Loved this. Your point about clinicians never asking "what are you already using to cope?" before reaching for the prescription pad – that's the gap I see constantly. You're naming the real tension: ADHD shows up as a mismatch as much as a "deficit", and meds can either buy breathing space to fix the context… or prop up a bad one.

What tends to work best in my experience as a doctor (and patient) working in ADHD is a both/and plan framed as a time-boxed experiment, not a forever decision. A simple scaffold I use:

CARE — Context, Aims, Risks, Experiments

Context. Map the current coping stack (caffeine, overwork, crisis-deadlines, exercise) plus friction points at work/home. Name one environment change you can make this week: written agendas, 3-box task list (Must/Should/If time), 10-minute walk after lunch, phone charging in another room after 9pm.

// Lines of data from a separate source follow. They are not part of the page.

use std::fs::File;
use std::io::{Read, Seek, SeekFrom};
use std::path::{Path, PathBuf};

use anyhow::{Context, Result};
use sc_core::error::AcquisitionError;
use sc_core::traits::AnalogSource;

/// Racine sysfs des convertisseurs industrial-I/O.
pub const IIO_SYSFS_ROOT: &str = "/sys/bus/iio/devices";

/// ADC Linux exposé par le sous-système IIO.
///
/// Lit `iio:deviceN/in_voltageC_raw`. Le fichier reste ouvert ; chaque
/// lecture revient au début et relit la valeur courante.
///
/// # Example
/// ```no_run
/// use sc_audio::iio::IioSource;
/// use sc_core::traits::AnalogSource;
/// let mut adc = IioSource::open(0, 0).unwrap();
/// let sample = adc.read().unwrap();
/// ```
pub struct IioSource {
    file: File,
    path: PathBuf,
    buf: String,
}

impl IioSource {
    /// Open channel `channel` of `iio:device{device}` under the sysfs root.
    ///
    /// # Errors
    /// Returns an error if the channel file cannot be opened.
    pub fn open(device: u32, channel: u32) -> Result<Self> {
        Self::open_path(&channel_path(Path::new(IIO_SYSFS_ROOT), device, channel))
    }

    /// Open an explicit `*_raw` attribute file.
    ///
    /// # Errors
    /// Returns an error if the file cannot be opened.
    pub fn open_path(path: &Path) -> Result<Self> {
        let file = File::open(path)
            .with_context(|| format!("Canal ADC introuvable : {}", path.display()))?;
        log::info!("ADC IIO ouvert : {}", path.display());
        Ok(Self {
            file,
            path: path.to_path_buf(),
            buf: String::with_capacity(16),
        })
    }

    /// Path of the attribute being read.
    #[must_use]
    pub fn path(&self) -> &Path {
        &self.path
    }
}

/// `<root>/iio:device{device}/in_voltage{channel}_raw`
#[must_use]
pub fn channel_path(root: &Path, device: u32, channel: u32) -> PathBuf {
    root.join(format!("iio:device{device}"))
        .join(format!("in_voltage{channel}_raw"))
}

impl AnalogSource for IioSource {
    fn read(&mut self) -> Result<i32, AcquisitionError> {
        self.file.seek(SeekFrom::Start(0))?;
        self.buf.clear();
        self.file.read_to_string(&mut self.buf)?;
        let text = self.buf.trim();
        text.parse::<i32>().map_err(|_| AcquisitionError::Malformed {
            raw: text.to_string(),
        })
    }

    fn name(&self) -> &'static str {
        "iio"
    }
}
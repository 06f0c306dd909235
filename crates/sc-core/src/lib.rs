/// Configuration, types, and shared structures for soundclass.
///
/// This crate contains the data model of one classification cycle, the
/// seam traits implemented by hardware backends, and the configuration
/// logic shared across the workspace.

pub mod clock;
pub mod config;
pub mod error;
pub mod traits;
pub mod window;

pub use clock::{CancelToken, SystemDelay};
pub use config::ClassifierConfig;
pub use error::{AcquisitionError, ConfigError};
pub use window::{ClassificationResult, FeatureVector, Label, ProbabilityVector, RawWindow};

/// Nombre d'échantillons par fenêtre.
pub const SAMPLE_SIZE: usize = 128;

/// Délai entre deux lectures analogiques (µs), soit ~1 kHz.
pub const DELAY_US: u64 = 1000;

/// Pause entre deux cycles de classification (ms).
pub const CYCLE_DELAY_MS: u64 = 200;

/// Dimension du vecteur de features.
pub const FEATURE_DIM: usize = 4;

/// Nombre de neurones cachés.
pub const HIDDEN_DIM: usize = 6;

/// Nombre de classes en sortie.
pub const CLASS_COUNT: usize = 3;
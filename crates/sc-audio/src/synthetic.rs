use sc_core::config::{ClassifierConfig, Waveform};
use sc_core::error::AcquisitionError;
use sc_core::traits::AnalogSource;

/// Générateur de signal déterministe, sans matériel.
///
/// Sert aux démos et aux tests : la même configuration produit toujours la
/// même suite d'échantillons.
///
/// # Example
/// ```
/// use sc_audio::synthetic::SyntheticSource;
/// use sc_core::traits::AnalogSource;
///
/// // 500 Hz sampled at 1 kHz: +a, -a, +a, -a, ...
/// let mut src = SyntheticSource::square(100, 500.0, 1000.0);
/// assert_eq!(src.read().unwrap(), 100);
/// assert_eq!(src.read().unwrap(), -100);
/// ```
#[derive(Clone, Debug)]
pub struct SyntheticSource {
    waveform: Waveform,
    amplitude: i32,
    offset: i32,
    frequency_hz: f64,
    sample_rate_hz: f64,
    /// Index of the next sample.
    tick: u64,
}

impl SyntheticSource {
    /// Constant signal at `offset`.
    #[must_use]
    pub fn silence(offset: i32) -> Self {
        Self {
            waveform: Waveform::Silence,
            amplitude: 0,
            offset,
            frequency_hz: 0.0,
            sample_rate_hz: 1000.0,
            tick: 0,
        }
    }

    /// ±`amplitude` square wave.
    #[must_use]
    pub fn square(amplitude: i32, frequency_hz: f64, sample_rate_hz: f64) -> Self {
        Self {
            waveform: Waveform::Square,
            amplitude,
            offset: 0,
            frequency_hz,
            sample_rate_hz,
            tick: 0,
        }
    }

    /// Sine of peak `amplitude`.
    #[must_use]
    pub fn sine(amplitude: i32, frequency_hz: f64, sample_rate_hz: f64) -> Self {
        Self {
            waveform: Waveform::Sine,
            amplitude,
            offset: 0,
            frequency_hz,
            sample_rate_hz,
            tick: 0,
        }
    }

    /// Build the generator described by the `[source]` section.
    #[must_use]
    pub fn from_config(config: &ClassifierConfig) -> Self {
        Self {
            waveform: config.waveform,
            amplitude: config.amplitude,
            offset: config.offset,
            frequency_hz: config.frequency_hz,
            sample_rate_hz: config.sample_rate_hz(),
            tick: 0,
        }
    }

    /// Ajoute une composante continue.
    #[must_use]
    pub fn with_offset(mut self, offset: i32) -> Self {
        self.offset = offset;
        self
    }

    fn value_at(&self, tick: u64) -> i32 {
        if self.frequency_hz <= 0.0 || self.sample_rate_hz <= 0.0 {
            return self.offset;
        }
        let cycles = tick as f64 * self.frequency_hz / self.sample_rate_hz;
        let wave = match self.waveform {
            Waveform::Silence => 0,
            Waveform::Square => {
                if cycles.fract() < 0.5 {
                    self.amplitude
                } else {
                    -self.amplitude
                }
            }
            Waveform::Sine => {
                let phase = cycles.fract() * std::f64::consts::TAU;
                (f64::from(self.amplitude) * phase.sin()).round() as i32
            }
        };
        self.offset.saturating_add(wave)
    }
}

impl AnalogSource for SyntheticSource {
    fn read(&mut self) -> Result<i32, AcquisitionError> {
        let v = self.value_at(self.tick);
        self.tick = self.tick.wrapping_add(1);
        Ok(v)
    }

    fn name(&self) -> &'static str {
        "synthetic"
    }
}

Aims. Pick 3 outcomes that matter in real life – reply to emails within 24h, start tasks within 2 minutes, lights-out by 11pm. Baseline them for a week.

Risks. Sleep, appetite, pulse/BP, mood rebound, anxiety spikes, dependency patterns (including "productive" ones like workaholism). Decide upfront what would make you stop or dial down.

Experiments. Stack one change at a time. If medication is used, treat it as a scaffold: lowest effective dose, daytime cut-off, weekly check-ins, one "med-light" day to test whether skills generalise. Review at week 6 and week 12 with the original aims in hand.

Medication isn't a moral failure. Nor is declining it. The red line I try to hold: never widen the mismatch (longer hours, impossible workloads) just because the brain feels smoother today.

I'd be curious to know, if you had 12 weeks and three metrics, which ones would you choose to track?